It’s all open to the public now, all 13 miles--949 acres--of the gorgeous natural coastline that was added to the state park system in 2005 as part of the historic $95-million Hearst Ranch conservation deal. The basic amenities most parks provide--restrooms, designated parking, and developed trails--are almost entirely missing, and you won’t find many signs and signals to point your way. In some places you have to climb fences and even slip through holes in barbed wire if you want to reach the shore. You’re on your own and have to exercise due caution. But what a treat it is to have this wild coast to explore.
Supervising State Park Ranger Leander Tamoria and environmental scientist Brian Barandon helped David Sneed of the San Luis Obispo Tribune find his way along this spectacular shoreline so he could tell the public about it. Here, in four parts, are some hiking options in the newly expanded San Simeon State Park, based on Sneed’s articles, published in 2006 and abridged and updated here with the Tribune’s permission. Note that these articles are not a guide to the park. They are a set of hints, clues, and observations that may help you decide where to hike, where to take Highway 1 to the next place to pull off, where to linger, fish, or watch wildlife.
Blufftop Trails and Tidepools
Junge Ranch to Hearst Memorial State Beach (3.5 miles)
The southern boundary of the newly expanded San Simeon State Park is about five miles north of Cambria, at the end of Lone Palm Drive just north of San Simeon Creek Road. This part of the state park is known as the Junge Ranch, after a family ranch that was eventually taken over by Hearst. You pass through a newly installed pedestrian entrance and follow a primitive trail that skirts a private residence and leads to the rocky shore. As you take in the views, the tang of salt air and seaweed fills your nostrils.
The trail turns north and meanders atop coastal bluffs, with pocket beaches below, for about three-quarters of a mile to the community of San Simeon Acres. The highway is only about a quarter of a mile away, but you’re separated from it by low hills covered with grass and wild radish, and soon you feel surrounded by nature. “The big appeal is the sense of isolation, yet you are right next to the highway,” said Tamoria.
This bluff trail is an excellent place from which to observe wildlife. Seabirds--Brandt’s cormorants, mostly--roost on the many offshore rocks, where harbor seals also rest, eyeing you warily as you approach. Toward the northern end of the Junge Ranch, you’ll have to hop over a seasonal creek. Its small pools are habitat for the California red-legged frog, a federally listed threatened species, Barandon said.
This part of the park is visited mostly by fishermen and locals who already know of its existence. Veteran surfers have named the break here Cardiacs because the waves break dangerously close to the rocks.

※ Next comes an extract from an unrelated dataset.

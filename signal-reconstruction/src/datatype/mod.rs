mod signal;
mod time_base;

pub use signal::Signal;
pub use time_base::{TimeBase, TimeBaseError};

San Simeon Acres and a parcel of land at Pico Cove are privately owned. Just past the cove, you have to use one of three Caltrans vista points to get back onto parkland, which here consists of a narrow strip of beach that runs two and a half miles north to Hearst Memorial State Beach and Old San Simeon Village.

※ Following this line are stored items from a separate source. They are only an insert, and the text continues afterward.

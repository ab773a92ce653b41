use std::{fmt::Display, ops::Deref, str::FromStr};

/// Comma separated list of values, for use as a [clap] argument.
#[derive(Clone, Debug, PartialEq)]
pub struct CSVVec<T>(Vec<T>);

impl<T> CSVVec<T> {
    pub fn into_inner(self) -> Vec<T> {
        self.0
    }
}

impl<T> From<Vec<T>> for CSVVec<T> {
    fn from(value: Vec<T>) -> Self {
        Self(value)
    }
}

impl<T> Deref for CSVVec<T> {
    type Target = [T];

    fn deref(&self) -> &Self::Target {
        &self.0
    }
}

impl<T> FromStr for CSVVec<T>
where
    T: FromStr,
{
    type Err = T::Err;

    fn from_str(s: &str) -> Result<Self, Self::Err> {
        s.split(',')
            .map(str::trim)
            .map(T::from_str)
            .collect::<Result<_, _>>()
            .map(Self)
    }
}

impl<T> Display for CSVVec<T>
where
    T: Display,
{
    fn fmt(&self, f: &mut std::fmt::Formatter<'_>) -> std::fmt::Result {
        write!(
            f,
            "{}",
            self.0
                .iter()
                .map(T::to_string)
                .collect::<Vec<_>>()
                .join(",")
        )
    }
}

#[cfg(test)]
mod tests {
    use super::*;

    #[test]
    fn parse_floats() {
        let list: CSVVec<f64> = "0.05, 0.1,0.2".parse().unwrap();
        assert_eq!(list.into_inner(), vec![0.05, 0.1, 0.2]);
    }

    #[test]
    fn parse_invalid() {
        assert!("100,ten".parse::<CSVVec<usize>>().is_err());
    }

    #[test]
    fn display_round_trip() {
        let list = CSVVec::from(vec![100usize, 1000, 10000]);
        assert_eq!(list.to_string(), "100,1000,10000");
        assert_eq!(list.len(), 3);
    }
}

The three vista points along this stretch invite motorists to pull over and enjoy the sight of waves crashing on rocks. Many tourists pose to have their pictures taken with the southern approaches to Big Sur looming in the background. If you’re sure-footed, you may be able to scramble down to the beach and enjoy some tidepooling. Surf-drenched rocks intermingle with sandy beaches here, giving the shoreline explorer the best of both worlds.
By keeping to the sandy areas, you can examine the profusion of mollusks, crustaceans, and algae clinging to the rocks without damaging them by walking on them. The best areas are those that are protected by a row of seaward rocks and reefs, screening the tide pools from the surf. These pools are often a soup of colorful bits of seaweed. Kelp looks drab when lying exposed on the beach but takes on its true colors when submerged. Iridescent seaweed lives up to its name, giving off flashes of turquoise and blue as it sways in the water.
As you explore, you’ll see purple and striped shore crabs scuttling for shelter in rock crevices. Also keep an eye out for a truly bizarre tidepool denizen, the gumboot chiton (pronounced kite-on), a type of mollusk. Unlike most chitons, which are small--the size of your thumb--gumboots can be a foot long. They tend to nestle in the sand next to rocks, looking like chunks of weathered bricks. They do not cling as tightly to rocks as other chitons do, and are easily dislodged.
This stretch of coastline is also popular with fishermen. Most seek surfperch, but occasionally you may run into polepokers, who fish with broomsticks or bamboo poles, to which they attach a short length of fishing line or wire and a hook baited with squid. The hook is thrust into wave-washed channels between the rocks in hopes that a small rockfish, monkeyface eel, or other shallow-water fish will take the bait.